本課題組之前曾對(duì)藍(lán)氏賈第蟲(chóng)NMD通路（圖7d）進(jìn)行過(guò)研究，基于酵母雙雜交和Pull-down實(shí)驗(yàn)，發(fā)現(xiàn)停滯在PTC處的核糖體上也會(huì)形成SURF復(fù)合體，隨后UPF1又會(huì)與HRP1相互作用，對(duì)無(wú)義mRNA識(shí)別和錨定，激活了NMD途徑，同時(shí)也證實(shí)了XRN1和Ski7P作為降解含PTC轉(zhuǎn)錄本的下游降解因子[7-8]。

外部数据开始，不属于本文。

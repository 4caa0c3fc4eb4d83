/// A value clamped to a closed range, shared by sliders and progress
/// indicators.
#[derive(Debug, Clone, Copy, PartialEq)]
pub struct RangeValue {
    /// Lower bound.
    min: f32,
    /// Upper bound, never below `min`.
    max: f32,
    /// Current value, always within bounds.
    value: f32,
}

impl RangeValue {
    /// A range with `value` clamped into `[min, max]`. Reversed bounds are
    /// swapped and non-finite inputs fall back to zero.
    pub fn new(min: f32, max: f32, value: f32) -> Self {
        let finite = |v: f32| if v.is_finite() { v } else { 0.0 };
        let (min, max) = (finite(min), finite(max));
        let (min, max) = if min <= max { (min, max) } else { (max, min) };
        Self {
            min,
            max,
            value: finite(value).clamp(min, max),
        }
    }

    /// Lower bound.
    pub fn min(&self) -> f32 {
        self.min
    }

    /// Upper bound.
    pub fn max(&self) -> f32 {
        self.max
    }

    /// Current value.
    pub fn value(&self) -> f32 {
        self.value
    }

    /// Clamp and store `v`. Returns true if the value changed.
    pub fn set(&mut self, v: f32) -> bool {
        if !v.is_finite() {
            return false;
        }
        let v = v.clamp(self.min, self.max);
        let changed = v != self.value;
        self.value = v;
        changed
    }

    /// Replace the bounds, re-clamping the value. Returns true if the value
    /// changed.
    pub fn set_bounds(&mut self, min: f32, max: f32) -> bool {
        let old = self.value;
        *self = Self::new(min, max, old);
        self.value != old
    }

    /// Position of the value within the range, 0 to 1. An empty range is 0.
    pub fn fraction(&self) -> f32 {
        let span = self.max - self.min;
        if span <= 0.0 {
            return 0.0;
        }
        ((self.value - self.min) / span).clamp(0.0, 1.0)
    }

    /// Set the value from a fraction of the range.
    pub fn set_fraction(&mut self, f: f32) -> bool {
        self.set(self.min + f.clamp(0.0, 1.0) * (self.max - self.min))
    }

    /// Is the value at the upper bound of a non-empty range?
    pub fn is_complete(&self) -> bool {
        self.max > self.min && self.value >= self.max
    }
}

impl Default for RangeValue {
    fn default() -> Self {
        Self::new(0.0, 100.0, 0.0)
    }
}
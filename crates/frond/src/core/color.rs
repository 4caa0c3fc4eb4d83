use std::fmt;

use serde::{Deserialize, Serialize};

use crate::error::{Error, Result};

/// A 32-bit color in `0xAARRGGBB` layout.
///
/// Serializes as a `#RRGGBB` or `#AARRGGBB` hex string.
#[derive(Debug, Clone, Copy, Hash, PartialEq, Eq, Default, Serialize, Deserialize)]
#[serde(try_from = "String", into = "String")]
pub struct Color(pub u32);

impl Color {
    /// Fully transparent.
    pub const TRANSPARENT: Self = Self(0x0000_0000);
    /// Pure black.
    pub const BLACK: Self = Self(0xFF00_0000);
    /// Pure white.
    pub const WHITE: Self = Self(0xFFFF_FFFF);
    /// Pure red.
    pub const RED: Self = Self(0xFFFF_0000);
    /// Pure green.
    pub const GREEN: Self = Self(0xFF00_FF00);
    /// Pure blue.
    pub const BLUE: Self = Self(0xFF00_00FF);
    /// Pure yellow.
    pub const YELLOW: Self = Self(0xFFFF_FF00);
    /// Teal.
    pub const TEAL: Self = Self(0xFF00_8080);
    /// Medium gray.
    pub const GRAY: Self = Self(0xFF80_8080);
    /// Dark gray.
    pub const DARK_GRAY: Self = Self(0xFF40_4040);
    /// Light gray.
    pub const LIGHT_GRAY: Self = Self(0xFFC0_C0C0);
    /// Very dark gray.
    pub const CHARCOAL: Self = Self(0xFF20_2020);

    /// An opaque color from components.
    pub const fn rgb(r: u8, g: u8, b: u8) -> Self {
        Self::argb(0xFF, r, g, b)
    }

    /// A color from components including alpha.
    pub const fn argb(a: u8, r: u8, g: u8, b: u8) -> Self {
        Self((a as u32) << 24 | (r as u32) << 16 | (g as u32) << 8 | b as u32)
    }

    /// Alpha component.
    pub fn a(self) -> u8 {
        (self.0 >> 24) as u8
    }

    /// Red component.
    pub fn r(self) -> u8 {
        (self.0 >> 16) as u8
    }

    /// Green component.
    pub fn g(self) -> u8 {
        (self.0 >> 8) as u8
    }

    /// Blue component.
    pub fn b(self) -> u8 {
        self.0 as u8
    }

    /// The same color with a different alpha.
    pub fn with_alpha(self, a: u8) -> Self {
        Self(self.0 & 0x00FF_FFFF | (a as u32) << 24)
    }

    /// Linear interpolation toward `other`; `t` is clamped to 0..=1.
    pub fn lerp(self, other: Self, t: f32) -> Self {
        let t = t.clamp(0.0, 1.0);
        let mix = |a: u8, b: u8| (a as f32 + (b as f32 - a as f32) * t).round() as u8;
        Self::argb(
            mix(self.a(), other.a()),
            mix(self.r(), other.r()),
            mix(self.g(), other.g()),
            mix(self.b(), other.b()),
        )
    }

    /// Mix toward white by `t`.
    pub fn lighten(self, t: f32) -> Self {
        self.lerp(Self::WHITE.with_alpha(self.a()), t)
    }

    /// Mix toward black by `t`.
    pub fn darken(self, t: f32) -> Self {
        self.lerp(Self::BLACK.with_alpha(self.a()), t)
    }

    /// Composite this color over `dst`, scaling source alpha by `coverage`.
    pub fn over(self, dst: Self, coverage: u8) -> Self {
        let alpha = self.a() as u32 * coverage as u32 / 255;
        if alpha == 0 {
            return dst;
        }
        if alpha == 255 {
            return self;
        }
        let inv = 255 - alpha;
        let ch = |s: u8, d: u8| ((s as u32 * alpha + d as u32 * inv) / 255) as u8;
        let out_a = alpha + dst.a() as u32 * inv / 255;
        Self::argb(
            out_a.min(255) as u8,
            ch(self.r(), dst.r()),
            ch(self.g(), dst.g()),
            ch(self.b(), dst.b()),
        )
    }

    /// Parse `#RRGGBB` or `#AARRGGBB`. The leading `#` is optional.
    pub fn parse(s: &str) -> Result<Self> {
        let hex = s.trim().trim_start_matches('#');
        let v = u32::from_str_radix(hex, 16).map_err(|_| Error::Invalid(format!("color {s}")))?;
        match hex.len() {
            6 => Ok(Self(0xFF00_0000 | v)),
            8 => Ok(Self(v)),
            _ => Err(Error::Invalid(format!("color {s}"))),
        }
    }
}

impl fmt::Display for Color {
    fn fmt(&self, f: &mut fmt::Formatter<'_>) -> fmt::Result {
        if self.a() == 0xFF {
            write!(f, "#{:06X}", self.0 & 0x00FF_FFFF)
        } else {
            write!(f, "#{:08X}", self.0)
        }
    }
}

impl TryFrom<String> for Color {
    type Error = Error;

    fn try_from(s: String) -> Result<Self> {
        Self::parse(&s)
    }
}

impl From<Color> for String {
    fn from(c: Color) -> Self {
        c.to_string()
    }
}

impl From<u32> for Color {
    fn from(v: u32) -> Self {
        Self(v)
    }
}

#[cfg(test)]
mod tests {
    use super::*;

    #[test]
    fn components() {
        let c = Color(0x80123456);
        assert_eq!((c.a(), c.r(), c.g(), c.b()), (0x80, 0x12, 0x34, 0x56));
        assert_eq!(Color::rgb(1, 2, 3), Color(0xFF010203));
    }

    #[test]
    fn parse_and_display() -> Result<()> {
        assert_eq!(Color::parse("#ff0000")?, Color::RED);
        assert_eq!(Color::parse("80FFFFFF")?, Color::WHITE.with_alpha(0x80));
        assert!(Color::parse("#fff").is_err());
        assert!(Color::parse("#zzzzzz").is_err());
        assert_eq!(Color::TEAL.to_string(), "#008080");
        assert_eq!(Color(0x10203040).to_string(), "#10203040");
        Ok(())
    }

    #[test]
    fn compositing() {
        assert_eq!(Color::RED.over(Color::BLUE, 255), Color::RED);
        assert_eq!(Color::RED.over(Color::BLUE, 0), Color::BLUE);
        assert_eq!(Color::TRANSPARENT.over(Color::BLUE, 255), Color::BLUE);
        let half = Color::WHITE.over(Color::BLACK, 128);
        assert_eq!(half.a(), 0xFF);
        assert!(half.r() > 120 && half.r() < 136);
    }

    #[test]
    fn serde_roundtrip() -> Result<()> {
        let json = serde_json::to_string(&Color::TEAL)?;
        assert_eq!(json, "\"#008080\"");
        let back: Color = serde_json::from_str(&json)?;
        assert_eq!(back, Color::TEAL);
        Ok(())
    }
}
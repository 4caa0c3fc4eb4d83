//! Run a demo scene headless with scripted input and write frames as PNG.

use std::{
    fs,
    path::{Path, PathBuf},
};

use anyhow::{Context as _, Result, anyhow};
use clap::{Parser, ValueEnum};
use frond::{
    Canvas, NodeId, Scene,
    config::SceneConfig,
    event::{Button, InputSample, key::Key},
    font::{BlockFont, FontBackend, TtfFont},
    geom::{Expanse, Point},
    logging,
};
use frond_examples::{counter, form, gallery, palette};
use image::RgbaImage;
use tracing::info;

/// Which demo to run.
#[derive(Debug, Clone, Copy, ValueEnum)]
enum Demo {
    /// Click counter.
    Counter,
    /// Shapes and indicators.
    Gallery,
    /// Form controls.
    Form,
}

/// CLI flags for the frame gym.
#[derive(Parser, Debug)]
#[clap(author, version, about, long_about = None)]
struct Args {
    /// Demo scene.
    #[clap(value_enum, default_value = "counter")]
    demo: Demo,

    /// Output directory for PNG frames.
    #[clap(short, long, default_value = "frames")]
    out: PathBuf,

    /// Surface width.
    #[clap(long, default_value_t = 480)]
    width: u32,

    /// Surface height.
    #[clap(long, default_value_t = 360)]
    height: u32,

    /// Write every frame, not just the last.
    #[clap(short, long)]
    all: bool,

    /// TrueType font to use instead of the built-in block font.
    #[clap(long)]
    font: Option<PathBuf>,

    /// JSON scene config.
    #[clap(long)]
    config: Option<PathBuf>,

    /// Log filter directives.
    #[clap(long, default_value = "frond=info,framegym=info")]
    log: String,
}

/// One scripted step.
enum Step {
    /// Move the pointer.
    Move(Point),
    /// Press and release at a point.
    Click(Point),
    /// Press, move to a point, release there.
    Drag(Point, Point),
    /// Type text.
    Type(&'static str),
    /// Press a key.
    Key(Key),
}

/// Drives a scene one sample at a time and saves frames.
struct Gym {
    /// The scene under test.
    scene: Scene,
    /// Frame buffer.
    canvas: Canvas,
    /// Surface size.
    size: Expanse,
    /// Current pointer.
    pointer: Point,
    /// Output directory.
    out: PathBuf,
    /// Save every frame.
    all: bool,
}

impl Gym {
    /// Tick once with `sample` and save the frame if requested.
    fn tick(&mut self, sample: &InputSample) -> Result<()> {
        self.pointer = sample.pointer;
        self.scene.tick(sample, self.size, &mut self.canvas);
        if self.all {
            let path = self.out.join(format!("frame-{:04}.png", self.scene.frames()));
            save(&self.canvas, &path)?;
        }
        Ok(())
    }

    /// Sample at `p` with the left button up or down.
    fn at(p: Point, down: bool) -> InputSample {
        let sample = InputSample::at(p);
        if down {
            sample.with_buttons(Button::Left)
        } else {
            sample
        }
    }

    /// Run one scripted step.
    fn step(&mut self, step: &Step) -> Result<()> {
        match step {
            Step::Move(p) => self.tick(&Self::at(*p, false)),
            Step::Click(p) => {
                self.tick(&Self::at(*p, true))?;
                self.tick(&Self::at(*p, false))
            }
            Step::Drag(from, to) => {
                self.tick(&Self::at(*from, true))?;
                self.tick(&Self::at(*to, true))?;
                self.tick(&Self::at(*to, false))
            }
            Step::Type(s) => self.tick(&InputSample::at(self.pointer).with_text(*s)),
            Step::Key(k) => self.tick(&InputSample::at(self.pointer).with_key(*k)),
        }
    }

    /// Center of a node, as of the last layout.
    fn center(&self, node: NodeId) -> Result<Point> {
        self.scene
            .rect(node)
            .map(|r| r.center())
            .ok_or_else(|| anyhow!("node {node:?} has no rectangle"))
    }
}

/// Write a canvas as PNG.
fn save(canvas: &Canvas, path: &Path) -> Result<()> {
    let size = canvas.size();
    let img = RgbaImage::from_raw(size.w, size.h, canvas.to_rgba8())
        .ok_or_else(|| anyhow!("frame buffer does not match its size"))?;
    img.save(path)
        .with_context(|| format!("writing {}", path.display()))
}

/// Build the demo and return the script to run against it.
fn script(gym: &mut Gym, demo: Demo) -> Result<Vec<Step>> {
    Ok(match demo {
        Demo::Counter => {
            let c = counter::build(&mut gym.scene)?;
            gym.tick(&InputSample::default())?;
            let plus = gym.center(c.increment)?;
            let minus = gym.center(c.decrement)?;
            let mut steps: Vec<Step> = (0..12).map(|_| Step::Click(plus)).collect();
            steps.push(Step::Click(minus));
            steps.push(Step::Move(plus));
            steps
        }
        Demo::Gallery => {
            let g = gallery::build(&mut gym.scene)?;
            gym.tick(&InputSample::default())?;
            let track = gym
                .scene
                .rect(g.slider)
                .ok_or_else(|| anyhow!("slider was not laid out"))?;
            let y = track.center().y;
            vec![
                Step::Click(gym.center(g.circles[0])?),
                Step::Drag(
                    Point::new(track.tl.x, y),
                    Point::new(track.tl.x + (track.w * 3 / 4) as i32, y),
                ),
                Step::Drag(
                    Point::new(track.tl.x + 10, y),
                    Point::new(track.tl.x + track.w as i32 + 40, y),
                ),
            ]
        }
        Demo::Form => {
            let f = form::build(&mut gym.scene)?;
            gym.tick(&InputSample::default())?;
            let role = gym
                .scene
                .rect(f.role)
                .ok_or_else(|| anyhow!("dropdown was not laid out"))?;
            let second_item = Point::new(role.center().x, role.tl.y + role.h as i32 * 5 / 2);
            vec![
                Step::Click(gym.center(f.name)?),
                Step::Type("Ada Lovelace"),
                Step::Key(Key::Enter),
                Step::Click(gym.center(f.role)?),
                Step::Click(second_item),
                Step::Click(gym.center(f.plans[1])?),
                Step::Click(gym.center(f.submit)?),
            ]
        }
    })
}

/// Run the frame gym.
pub fn main() -> Result<()> {
    let args = Args::parse();
    logging::init(&args.log)?;

    let mut config = match &args.config {
        Some(path) => SceneConfig::load(path)?,
        None => SceneConfig::default(),
    };
    if args.config.is_none() {
        config.background = palette::BACKGROUND;
    }
    let font: Box<dyn FontBackend> = match &args.font {
        Some(path) => Box::new(TtfFont::load(path)?),
        None => Box::new(BlockFont),
    };
    fs::create_dir_all(&args.out)
        .with_context(|| format!("creating {}", args.out.display()))?;

    let size = Expanse::new(args.width, args.height);
    let mut gym = Gym {
        scene: Scene::with_parts(font, config),
        canvas: Canvas::new(size),
        size,
        pointer: Point::zero(),
        out: args.out.clone(),
        all: args.all,
    };
    let steps = script(&mut gym, args.demo)?;
    for step in &steps {
        gym.step(step)?;
    }

    let last = args.out.join(format!("{:?}.png", args.demo).to_lowercase());
    save(&gym.canvas, &last)?;
    info!(frames = gym.scene.frames(), path = %last.display(), "done");
    print!("{}", gym.scene.dump()?);
    Ok(())
}
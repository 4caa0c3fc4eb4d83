use frond::{NodeId, error::Result, geom::Expanse, testing::harness::Harness, widgets::Text};

use crate::counter::{self, status};

fn text(h: &Harness, node: NodeId) -> String {
    h.scene
        .widget::<Text>(node)
        .map(|t| t.text().to_string())
        .unwrap_or_default()
}

#[test]
fn ten_clicks_reach_ten() -> Result<()> {
    let mut h = Harness::with_size(Expanse::new(480, 360));
    let c = counter::build(&mut h.scene)?;
    h.tick();
    assert_eq!(text(&h, c.display), "0");
    for _ in 0..10 {
        h.click(c.increment);
    }
    assert_eq!(text(&h, c.display), "10");
    assert_eq!(text(&h, c.status), "Getting started");
    Ok(())
}

#[test]
fn reset_and_negative_counts() -> Result<()> {
    let mut h = Harness::with_size(Expanse::new(480, 360));
    let c = counter::build(&mut h.scene)?;
    h.tick();
    h.click(c.increment);
    h.click(c.reset);
    assert_eq!(text(&h, c.display), "0");
    h.click(c.decrement);
    assert_eq!(text(&h, c.display), "-1");
    assert_eq!(text(&h, c.status), "Going backwards");
    Ok(())
}

#[test]
fn status_bands() {
    assert_eq!(status(0).0, "Start counting!");
    assert_eq!(status(11).0, "Making progress!");
    assert_eq!(status(51).0, "You're on fire!");
}
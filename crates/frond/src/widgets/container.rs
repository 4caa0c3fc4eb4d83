use crate::{
    Color, ViewContext,
    canvas::Canvas,
    geom::{Expanse, Rect},
    layout::{Constraint, Constraints, LayoutContext},
    widget::Widget,
};

/// A box with a painted background.
///
/// A non-zero configured width or height fixes that axis; a zero one sizes
/// to the child.
#[derive(Debug, Clone, Copy, PartialEq)]
pub struct Container {
    /// Configured width, or zero to follow the child.
    width: u32,
    /// Configured height, or zero to follow the child.
    height: u32,
    /// Fill color.
    background: Color,
    /// Corner radius.
    radius: u32,
    /// Optional top-to-bottom gradient, replacing the flat fill.
    gradient: Option<(Color, Color)>,
}

impl Container {
    /// A transparent container that sizes to its child.
    pub fn new() -> Self {
        Self {
            width: 0,
            height: 0,
            background: Color::TRANSPARENT,
            radius: 0,
            gradient: None,
        }
    }

    /// A fixed-size container filled with `background`.
    pub fn fixed(width: u32, height: u32, background: Color) -> Self {
        Self::new().with_size(width, height).with_background(background)
    }

    /// Fix the width and height. Zero follows the child.
    pub fn with_size(mut self, width: u32, height: u32) -> Self {
        self.width = width;
        self.height = height;
        self
    }

    /// Set the background color.
    pub fn with_background(mut self, color: Color) -> Self {
        self.background = color;
        self
    }

    /// Round the corners.
    pub fn with_radius(mut self, radius: u32) -> Self {
        self.radius = radius;
        self
    }

    /// Fill with a vertical gradient.
    pub fn with_gradient(mut self, top: Color, bottom: Color) -> Self {
        self.gradient = Some((top, bottom));
        self
    }

    /// The background color.
    pub fn background(&self) -> Color {
        self.background
    }

    /// Change the background color.
    pub fn set_background(&mut self, color: Color) {
        self.background = color;
    }

    /// Axis constraint for the child given a configured extent.
    fn child_constraint(configured: u32, available: Constraint) -> Constraint {
        if configured > 0 {
            Constraint::Exact(available.apply(configured))
        } else {
            available.loosen()
        }
    }
}

impl Default for Container {
    fn default() -> Self {
        Self::new()
    }
}

impl Widget for Container {
    fn measure(&mut self, c: Constraints, ctx: &mut dyn LayoutContext) -> Expanse {
        let inner = Constraints::new(
            Self::child_constraint(self.width, c.width),
            Self::child_constraint(self.height, c.height),
        );
        let content = ctx
            .children()
            .into_iter()
            .map(|child| ctx.measure_child(child, inner))
            .fold(Expanse::zero(), |acc, s| acc.max(s));
        let w = if self.width > 0 { self.width } else { content.w };
        let h = if self.height > 0 { self.height } else { content.h };
        c.apply(Expanse::new(w, h))
    }

    fn paint(&mut self, canvas: &mut Canvas, rect: Rect, _ctx: &dyn ViewContext) {
        match self.gradient {
            Some((top, bottom)) => canvas.fill_gradient(rect, top, bottom),
            None if self.background.a() == 0 => {}
            None if self.radius > 0 => canvas.fill_rounded_rect(rect, self.radius, self.background),
            None => canvas.fill_rect(rect, self.background),
        }
    }
}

此外，課題組前期也對(duì)八肋游仆蟲(chóng)的NMD通路進(jìn)行過(guò)研究[11-12]，發(fā)現(xiàn)八肋游仆蟲(chóng)NMD通路存在UPF1、UPF2、MAGO和Y14因子，基于酵母雙雜交和Pull-down實(shí)驗(yàn)，證實(shí)了UPF1的CH結(jié)構(gòu)域與UPF2的U1BD結(jié)構(gòu)域之間存在相互作用關(guān)系。在此基礎(chǔ)上，本研究結(jié)合人類(lèi)同源蛋白晶體結(jié)構(gòu)的研究[23]，即通過(guò)hUPF2 U1BD結(jié)構(gòu)域上保守的α-螺旋和β發(fā)夾結(jié)構(gòu)分別獨(dú)立地與hUPF1 CH結(jié)構(gòu)域中兩個(gè)相對(duì)的面結(jié)合。利用Pull-down實(shí)驗(yàn)證實(shí)了八肋游仆蟲(chóng)eUPF2可能通過(guò)其保守的αA-helix結(jié)構(gòu)域參與eUPF2與eUPF1之間的相互作用。此外，課題組之前也證實(shí)了Mago與Y14之間的相互作用關(guān)系。本研究在此基礎(chǔ)上又找到一個(gè)EJC核心因子eIF4A3，那么它是否與Mago和Y14存在相互作用關(guān)系仍有待于實(shí)驗(yàn)證明。另外本課題組之前證實(shí)了UPF2的第三個(gè)MIF4G結(jié)構(gòu)域與Y14之間的相互作用關(guān)系，初步提出了eRF1-eRF3-UPF1-UPF2-EJC的模型（圖7e）。然而八肋游仆蟲(chóng)的NMD通路與人類(lèi)相比仍然不完善，不系統(tǒng)。在通路的下游，無(wú)義mRNA又會(huì)被哪些因子降解呢？為此，基于同源序列搜索，從八肋游仆蟲(chóng)大核基因組數(shù)據(jù)庫(kù)中共鑒定出11種NMD相關(guān)因子，其中可能直接參與mRNA降解的因子有脫帽酶DCP2、去腺苷酸化酶POP2、外切酶XRN1和外切體exosome，那么這些因子是否也具有類(lèi)似人類(lèi)同源蛋白的功能[1]，仍有待于后續(xù)的實(shí)驗(yàn)驗(yàn)證。

在八肋游仆蟲(chóng)基因組數(shù)據(jù)庫(kù)中并未找到SMG1，在其他真核生物分類(lèi)譜系中也能找到SMG1缺失的物種（如擬南芥，釀酒酵母）[2]。在人類(lèi)NMD通路中，SMG1可以磷酸化修飾hUPF1的S/TQ模體，改變蛋白質(zhì)分子的空間構(gòu)象，調(diào)節(jié)UPF1的解旋酶活性[25]。磷酸化UPF1執(zhí)行完功能后會(huì)被去磷酸化酶PP2A（serine/threonine protein phosphatase 2A）去磷酸化[1]，然而在游仆蟲(chóng)大核基因組數(shù)據(jù)庫(kù)中也沒(méi)有找到PP2A。那么在SMG1缺失的物種中，UPF1是否需要被磷酸化激活或被其他激酶（如酪氨酸蛋白激酶）激活仍然是NMD機(jī)制懸而未解的重要問(wèn)題。